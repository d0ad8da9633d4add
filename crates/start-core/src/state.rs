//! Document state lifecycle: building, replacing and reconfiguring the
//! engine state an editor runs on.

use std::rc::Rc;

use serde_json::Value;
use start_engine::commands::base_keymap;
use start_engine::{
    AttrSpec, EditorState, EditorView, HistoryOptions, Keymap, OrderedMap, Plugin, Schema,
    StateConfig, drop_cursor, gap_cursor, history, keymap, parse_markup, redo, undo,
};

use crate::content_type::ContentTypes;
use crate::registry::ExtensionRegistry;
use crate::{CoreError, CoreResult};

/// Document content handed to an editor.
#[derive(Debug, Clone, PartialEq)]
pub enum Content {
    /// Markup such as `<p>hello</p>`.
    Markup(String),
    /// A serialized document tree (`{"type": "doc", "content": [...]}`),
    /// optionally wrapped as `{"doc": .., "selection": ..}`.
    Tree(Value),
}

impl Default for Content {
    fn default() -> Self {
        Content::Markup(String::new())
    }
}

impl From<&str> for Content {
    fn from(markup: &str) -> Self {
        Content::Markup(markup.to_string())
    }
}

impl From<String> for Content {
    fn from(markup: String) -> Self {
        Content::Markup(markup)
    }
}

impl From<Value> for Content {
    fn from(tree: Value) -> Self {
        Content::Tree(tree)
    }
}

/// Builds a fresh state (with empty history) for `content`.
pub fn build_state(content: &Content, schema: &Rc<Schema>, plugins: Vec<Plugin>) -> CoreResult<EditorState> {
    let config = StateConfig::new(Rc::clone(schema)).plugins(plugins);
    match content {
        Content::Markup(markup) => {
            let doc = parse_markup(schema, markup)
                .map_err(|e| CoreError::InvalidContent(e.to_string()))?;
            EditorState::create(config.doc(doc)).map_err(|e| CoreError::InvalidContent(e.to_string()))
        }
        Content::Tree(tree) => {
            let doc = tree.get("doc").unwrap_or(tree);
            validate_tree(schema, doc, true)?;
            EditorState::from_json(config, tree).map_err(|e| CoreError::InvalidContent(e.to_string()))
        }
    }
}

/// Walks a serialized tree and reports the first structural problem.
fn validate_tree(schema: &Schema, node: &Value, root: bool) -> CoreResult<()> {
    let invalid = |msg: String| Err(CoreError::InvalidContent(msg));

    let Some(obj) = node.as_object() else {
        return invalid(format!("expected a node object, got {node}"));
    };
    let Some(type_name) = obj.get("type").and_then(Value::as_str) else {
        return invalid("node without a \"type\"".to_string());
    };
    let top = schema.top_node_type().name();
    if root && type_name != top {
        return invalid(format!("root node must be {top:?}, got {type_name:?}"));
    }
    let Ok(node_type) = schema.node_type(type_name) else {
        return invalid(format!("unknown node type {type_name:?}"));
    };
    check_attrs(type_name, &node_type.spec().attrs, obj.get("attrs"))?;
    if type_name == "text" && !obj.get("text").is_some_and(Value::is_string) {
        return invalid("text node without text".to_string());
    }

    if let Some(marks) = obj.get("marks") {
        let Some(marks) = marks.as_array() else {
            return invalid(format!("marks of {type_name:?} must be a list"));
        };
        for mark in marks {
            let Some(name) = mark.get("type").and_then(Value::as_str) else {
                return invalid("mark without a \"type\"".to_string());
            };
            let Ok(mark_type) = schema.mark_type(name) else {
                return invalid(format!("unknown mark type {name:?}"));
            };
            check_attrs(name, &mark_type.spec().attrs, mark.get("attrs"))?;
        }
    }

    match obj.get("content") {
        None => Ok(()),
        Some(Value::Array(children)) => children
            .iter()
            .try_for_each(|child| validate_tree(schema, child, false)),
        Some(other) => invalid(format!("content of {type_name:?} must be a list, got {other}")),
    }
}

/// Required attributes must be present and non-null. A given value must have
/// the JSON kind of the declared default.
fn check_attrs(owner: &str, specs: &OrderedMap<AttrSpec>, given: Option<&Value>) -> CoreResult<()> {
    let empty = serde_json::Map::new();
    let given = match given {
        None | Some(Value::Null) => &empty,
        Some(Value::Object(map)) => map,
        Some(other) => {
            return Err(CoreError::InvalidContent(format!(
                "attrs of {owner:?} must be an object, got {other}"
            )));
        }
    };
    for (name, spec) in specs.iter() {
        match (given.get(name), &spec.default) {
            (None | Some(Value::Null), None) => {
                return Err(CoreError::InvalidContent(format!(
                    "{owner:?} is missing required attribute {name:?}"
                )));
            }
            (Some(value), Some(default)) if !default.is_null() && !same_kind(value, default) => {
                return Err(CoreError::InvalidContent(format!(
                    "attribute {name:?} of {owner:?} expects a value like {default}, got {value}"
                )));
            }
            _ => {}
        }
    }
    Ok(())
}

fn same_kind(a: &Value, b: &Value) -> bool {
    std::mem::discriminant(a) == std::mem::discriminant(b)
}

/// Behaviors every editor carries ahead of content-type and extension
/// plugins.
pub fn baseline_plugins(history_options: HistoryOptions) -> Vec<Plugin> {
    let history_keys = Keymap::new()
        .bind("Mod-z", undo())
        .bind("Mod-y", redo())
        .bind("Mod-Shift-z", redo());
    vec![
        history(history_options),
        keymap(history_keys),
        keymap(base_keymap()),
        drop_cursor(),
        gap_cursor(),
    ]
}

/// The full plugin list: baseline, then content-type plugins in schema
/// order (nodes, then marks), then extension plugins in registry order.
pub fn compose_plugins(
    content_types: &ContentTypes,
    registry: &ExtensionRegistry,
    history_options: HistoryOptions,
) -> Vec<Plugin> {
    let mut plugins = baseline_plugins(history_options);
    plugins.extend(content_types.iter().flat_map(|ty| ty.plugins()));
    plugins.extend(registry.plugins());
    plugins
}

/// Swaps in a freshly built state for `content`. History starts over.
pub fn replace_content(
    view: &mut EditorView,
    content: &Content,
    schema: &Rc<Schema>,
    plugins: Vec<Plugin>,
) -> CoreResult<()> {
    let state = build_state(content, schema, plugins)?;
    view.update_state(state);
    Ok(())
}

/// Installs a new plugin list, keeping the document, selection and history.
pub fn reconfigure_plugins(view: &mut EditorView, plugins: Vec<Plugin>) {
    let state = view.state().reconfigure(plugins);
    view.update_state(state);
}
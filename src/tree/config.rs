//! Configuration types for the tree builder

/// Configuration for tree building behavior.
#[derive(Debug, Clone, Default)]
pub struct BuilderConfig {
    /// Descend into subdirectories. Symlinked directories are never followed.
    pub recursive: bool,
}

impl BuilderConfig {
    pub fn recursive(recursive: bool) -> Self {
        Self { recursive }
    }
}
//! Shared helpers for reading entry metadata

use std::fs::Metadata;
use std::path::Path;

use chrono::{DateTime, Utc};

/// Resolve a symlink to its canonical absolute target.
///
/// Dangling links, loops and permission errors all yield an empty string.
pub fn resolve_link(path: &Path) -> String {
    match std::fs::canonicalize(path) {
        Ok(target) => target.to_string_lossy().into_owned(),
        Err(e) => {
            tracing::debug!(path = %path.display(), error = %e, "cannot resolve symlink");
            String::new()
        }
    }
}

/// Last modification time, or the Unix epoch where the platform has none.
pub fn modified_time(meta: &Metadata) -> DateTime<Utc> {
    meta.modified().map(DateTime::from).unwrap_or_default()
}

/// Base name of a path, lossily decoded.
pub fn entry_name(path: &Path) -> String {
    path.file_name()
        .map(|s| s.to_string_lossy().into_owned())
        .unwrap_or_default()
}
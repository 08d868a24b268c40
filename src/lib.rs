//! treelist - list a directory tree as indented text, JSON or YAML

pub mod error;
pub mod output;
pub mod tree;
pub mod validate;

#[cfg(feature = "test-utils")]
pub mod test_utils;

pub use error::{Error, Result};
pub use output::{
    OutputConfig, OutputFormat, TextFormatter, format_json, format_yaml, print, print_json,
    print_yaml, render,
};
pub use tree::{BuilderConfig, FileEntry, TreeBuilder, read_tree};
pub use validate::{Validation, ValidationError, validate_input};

_What you will do_: The lines that contain the word "bool" are wanted; copy each of them from the records.

_Written solution_:
fn validate_tree(schema: &Schema, node: &Value, root: bool) -> CoreResult<()> {
fn same_kind(a: &Value, b: &Value) -> bool {
    pub recursive: bool,
    pub fn recursive(recursive: bool) -> Self {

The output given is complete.